Por último, la cifra mayor de víctimas la constituían las gentes particularmente desnutridas, o sobre todo la gente pobre que no tenía ninguna o muy poca tierra y carecía de ingresos ajenos a una explotación agraria. Como es lógico ellos murieron de hambre, ya que estaban demasiado débiles o no tenían dinero para comprar comida o pagar los sobornos necesarios con los que comprar su supervivencia en los controles de carretera.
Por tanto, como señalan André y Platteau: “Los acontecimientos de 1994 brindaron una oportunidad única para saldar cuentas o redistribuir propiedades agrarias, incluso entre aldeanos hutu ... Ni siquiera en la actualidad es infrecuente oír a los ruandeses sostener que la guerra es necesaria para eliminar un exceso de población y ajustar su cifra a la de los recursos agrícolas disponibles”.
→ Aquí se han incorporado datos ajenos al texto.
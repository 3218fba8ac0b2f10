//! Persistent screener settings (JSON file in the user data directory).

use std::fs;
use std::path::{Path, PathBuf};

use serde::{Deserialize, Serialize};

const MIN_BUDGET_MS: u64 = 5_000;
const MAX_BUDGET_MS: u64 = 20_000;
const MIN_CHUNK_INTERVAL_MS: u64 = 500;
const MAX_CHUNK_INTERVAL_MS: u64 = 5_000;
const MAX_NAME_ENTRIES: usize = 32;
const MAX_KEYWORD_ENTRIES: usize = 64;

#[derive(Debug, Clone, Serialize, Deserialize)]
#[serde(rename_all = "camelCase")]
#[serde(default)]
pub struct ScreenerSettings {
    /// The user's display name; a caller saying it rings through.
    pub user_name: String,
    /// Family names; any of them spoken rings through.
    pub family_names: Vec<String>,
    /// User-supplied emergency keywords.
    pub custom_keywords: Vec<String>,
    /// Analysis time budget per call, ms.
    pub budget_ms: u64,
    /// Captured chunk duration, ms.
    pub chunk_interval_ms: u64,
    /// Input device name for live capture (loopback or virtual device).
    pub preferred_input_device: Option<String>,
}

impl Default for ScreenerSettings {
    fn default() -> Self {
        Self {
            user_name: String::new(),
            family_names: Vec::new(),
            custom_keywords: Vec::new(),
            budget_ms: 12_000,
            chunk_interval_ms: 2_000,
            preferred_input_device: None,
        }
    }
}

impl ScreenerSettings {
    pub fn normalize(&mut self) {
        self.user_name = self.user_name.trim().to_string();
        self.family_names = normalize_entries(&self.family_names, MAX_NAME_ENTRIES);
        self.custom_keywords = normalize_entries(&self.custom_keywords, MAX_KEYWORD_ENTRIES);
        self.budget_ms = self.budget_ms.clamp(MIN_BUDGET_MS, MAX_BUDGET_MS);
        self.chunk_interval_ms = self
            .chunk_interval_ms
            .clamp(MIN_CHUNK_INTERVAL_MS, MAX_CHUNK_INTERVAL_MS);
        self.preferred_input_device = self
            .preferred_input_device
            .as_ref()
            .map(|d| d.trim().to_string())
            .filter(|d| !d.is_empty());
    }
}

fn normalize_entries(raw: &[String], limit: usize) -> Vec<String> {
    let mut out = Vec::new();
    for entry in raw {
        let normalized = entry.trim();
        if normalized.is_empty() {
            continue;
        }
        if out
            .iter()
            .any(|e: &String| e.eq_ignore_ascii_case(normalized))
        {
            continue;
        }
        out.push(normalized.to_string());
        if out.len() >= limit {
            break;
        }
    }
    out
}

pub fn default_settings_path() -> PathBuf {
    #[cfg(target_os = "windows")]
    {
        std::env::var_os("APPDATA")
            .map(PathBuf::from)
            .unwrap_or_else(|| PathBuf::from("."))
            .join("Lattice Labs")
            .join("Vigil")
            .join("settings.json")
    }
    #[cfg(not(target_os = "windows"))]
    {
        std::env::var_os("XDG_DATA_HOME")
            .map(PathBuf::from)
            .unwrap_or_else(|| {
                std::env::var_os("HOME")
                    .map(PathBuf::from)
                    .unwrap_or_else(|| PathBuf::from("/tmp"))
                    .join(".local")
                    .join("share")
            })
            .join("vigil")
            .join("settings.json")
    }
}

pub fn load_settings(path: &Path) -> ScreenerSettings {
    let mut settings = fs::read_to_string(path)
        .ok()
        .and_then(|raw| serde_json::from_str::<ScreenerSettings>(&raw).ok())
        .unwrap_or_default();
    settings.normalize();
    settings
}

pub fn save_settings(path: &Path, settings: &ScreenerSettings) -> std::io::Result<()> {
    if let Some(parent) = path.parent() {
        fs::create_dir_all(parent)?;
    }
    let json = serde_json::to_string_pretty(settings).map_err(std::io::Error::other)?;
    fs::write(path, json)
}
//! `ScriptedTranscriber` — deterministic backend that replays a fixed script.
//!
//! One script entry per chunk, in order; `None` entries model silent chunks
//! and anything past the end of the script is silence too. Drives the replay
//! harness and most of the engine tests: pair it with a scripted audio
//! source and a whole session becomes reproducible.

use tracing::debug;

use crate::buffering::chunk::AudioChunk;
use crate::error::Result;
use crate::transcribe::TranscriptionEngine;

pub struct ScriptedTranscriber {
    script: Vec<Option<String>>,
    cursor: usize,
    resets: usize,
}

impl ScriptedTranscriber {
    pub fn new(script: Vec<Option<String>>) -> Self {
        Self {
            script,
            cursor: 0,
            resets: 0,
        }
    }

    /// Builds a script from plain lines; blank lines become silent chunks.
    pub fn from_lines<I, S>(lines: I) -> Self
    where
        I: IntoIterator<Item = S>,
        S: Into<String>,
    {
        let script = lines
            .into_iter()
            .map(|line| {
                let line = line.into();
                if line.trim().is_empty() {
                    None
                } else {
                    Some(line)
                }
            })
            .collect();
        Self::new(script)
    }

    /// Number of times `reset` has been called. Sessions reset their
    /// transcriber on every exit path, so tests assert on this.
    pub fn resets(&self) -> usize {
        self.resets
    }
}

impl TranscriptionEngine for ScriptedTranscriber {
    fn initialize(&mut self) -> Result<()> {
        debug!(entries = self.script.len(), "ScriptedTranscriber::initialize");
        Ok(())
    }

    fn transcribe(&mut self, _chunk: &AudioChunk) -> Result<Option<String>> {
        let entry = self.script.get(self.cursor).cloned().flatten();
        self.cursor += 1;
        Ok(entry)
    }

    fn reset(&mut self) {
        debug!("ScriptedTranscriber::reset");
        self.cursor = 0;
        self.resets += 1;
    }
}
//! Text-pattern robot detection.
//!
//! Catches the robots the tone detector misses: IVR menus read by a clean
//! TTS voice, prerecorded announcements, and looped playback. Four
//! independent signals are OR-combined; any one of them is enough to call
//! the transcript machine-generated.

use std::collections::HashSet;

use regex::Regex;

use crate::classify::keywords::{CANNED_PHRASES, ROBOT_KEYWORDS};
use crate::error::{Result, VigilError};

/// Transcripts shorter than this (trimmed) carry too little signal to judge.
const MIN_TRANSCRIPT_CHARS: usize = 10;
/// Fraction of tokens that must be menu vocabulary to flag on density.
const KEYWORD_DENSITY_THRESHOLD: f64 = 0.15;
/// Unique-word ratio below which a long transcript reads as looped playback.
const REPETITION_RATIO: f64 = 0.5;
/// The repetition check only applies past this many words.
const REPETITION_MIN_WORDS: usize = 20;

const IVR_CONFIDENCE: f64 = 0.5;
const PHRASE_CONFIDENCE: f64 = 0.3;
const PHRASE_CONFIDENCE_CAP: f64 = 0.6;
const KEYWORD_CONFIDENCE: f64 = 0.2;
/// Keyword token count (with repeats) needed for the keyword bonus.
const KEYWORD_CONFIDENCE_MIN_TOKENS: usize = 3;

/// Outcome of a robot-text scan.
#[derive(Debug, Clone, PartialEq)]
pub struct RobotVerdict {
    pub detected: bool,
    /// Confidence in [0.0, 1.0]. Can be 0.0 even when detected: the density
    /// and repetition signals flag without contributing confidence.
    pub confidence: f64,
    /// Regex snippets, canned phrases, and signal markers that fired.
    pub matched: Vec<String>,
}

impl RobotVerdict {
    fn negative() -> Self {
        Self {
            detected: false,
            confidence: 0.0,
            matched: Vec::new(),
        }
    }
}

/// Scans transcripts for IVR menus, canned phrases, and playback loops.
pub struct RobotTextDetector {
    ivr_patterns: Vec<Regex>,
}

impl RobotTextDetector {
    pub fn new() -> Result<Self> {
        let sources = [
            // "pulse" covers Spanish-language menus ("pulse uno para ventas").
            r"\b(press|pulse|dial)\s+(the\s+)?(\d+|one|two|three|four|five|six|seven|eight|nine|zero|pound|star|uno|dos|tres|cuatro|cinco|seis|siete|ocho|nueve|cero)\b",
            r"\boption\s+(\d+|one|two|three|four|five|six|seven|eight|nine)\b",
            r"\bmain\s+menu\b",
        ];
        let ivr_patterns = sources
            .iter()
            .map(|src| {
                Regex::new(src)
                    .map_err(|err| VigilError::InvalidConfig(format!("bad IVR pattern: {err}")))
            })
            .collect::<Result<Vec<_>>>()?;
        Ok(Self { ivr_patterns })
    }

    pub fn detect(&self, transcript: &str) -> RobotVerdict {
        let trimmed = transcript.trim();
        if trimmed.chars().count() < MIN_TRANSCRIPT_CHARS {
            return RobotVerdict::negative();
        }
        let text = trimmed.to_lowercase();

        let mut matched = Vec::new();

        let mut ivr_hit = false;
        for pattern in &self.ivr_patterns {
            for found in pattern.find_iter(&text) {
                ivr_hit = true;
                let snippet = found.as_str().to_string();
                if !matched.contains(&snippet) {
                    matched.push(snippet);
                }
            }
        }

        let mut phrase_count = 0usize;
        for phrase in CANNED_PHRASES {
            if text.contains(phrase) {
                phrase_count += 1;
                matched.push((*phrase).to_string());
            }
        }

        let tokens: Vec<&str> = text
            .split_whitespace()
            .map(|token| token.trim_matches(|c: char| !c.is_alphanumeric()))
            .filter(|token| !token.is_empty())
            .collect();
        let keyword_tokens = tokens
            .iter()
            .filter(|token| ROBOT_KEYWORDS.contains(token))
            .count();

        let density_hit = !tokens.is_empty()
            && keyword_tokens as f64 / tokens.len() as f64 > KEYWORD_DENSITY_THRESHOLD;
        if density_hit {
            matched.push("keyword-density".to_string());
        }

        let unique: HashSet<&str> = tokens.iter().copied().collect();
        let repetition_hit = tokens.len() > REPETITION_MIN_WORDS
            && (unique.len() as f64 / tokens.len() as f64) < REPETITION_RATIO;
        if repetition_hit {
            matched.push("repetitive-content".to_string());
        }

        if !(ivr_hit || phrase_count > 0 || density_hit || repetition_hit) {
            return RobotVerdict::negative();
        }

        let mut confidence = 0.0;
        if ivr_hit {
            confidence += IVR_CONFIDENCE;
        }
        confidence += (PHRASE_CONFIDENCE * phrase_count as f64).min(PHRASE_CONFIDENCE_CAP);
        if keyword_tokens >= KEYWORD_CONFIDENCE_MIN_TOKENS {
            confidence += KEYWORD_CONFIDENCE;
        }

        RobotVerdict {
            detected: true,
            confidence: confidence.min(1.0),
            matched,
        }
    }
}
Esa última cita de lo que los propios ruandeses dicen acerca del genocidio me sorprendió. Siempre pensé que era algo excepcional que las personas reconocieran la existencia de una relación tan directa entre la presión demográfica y las matanzas.
“La decisión de matar fue tomada por supuesto por los políticos, y por razones políticas. Pero al menos parte de la razón por la que se llevó a cabo de forma tan rigurosa por parte de campesinos comunes y corrientes en su ingo fue la sensación de que había demasiadas personas en demasiada poca tierra, así como de que una reducción de su número dejaría más tierra para los supervivientes”.
Los problemas graves de superpoblación, impacto medioambiental y cambio climático no pueden prolongarse de forma indefinida: si no conseguimos resolverlos emprendiendo alguna acción decidida, antes o después tienen tendencia a resolverse por sí solos, ya sea al modo de Ruanda o de algún otro modo que no hayamos dispuesto nosotros.
La expresión “trampa maltusiana” es abstracta e impersonal. No consigue evocar los espantosos, brutales y escalofriantes detalles de lo que millones de ruandeses hicieron o se hicieron a sí mismos.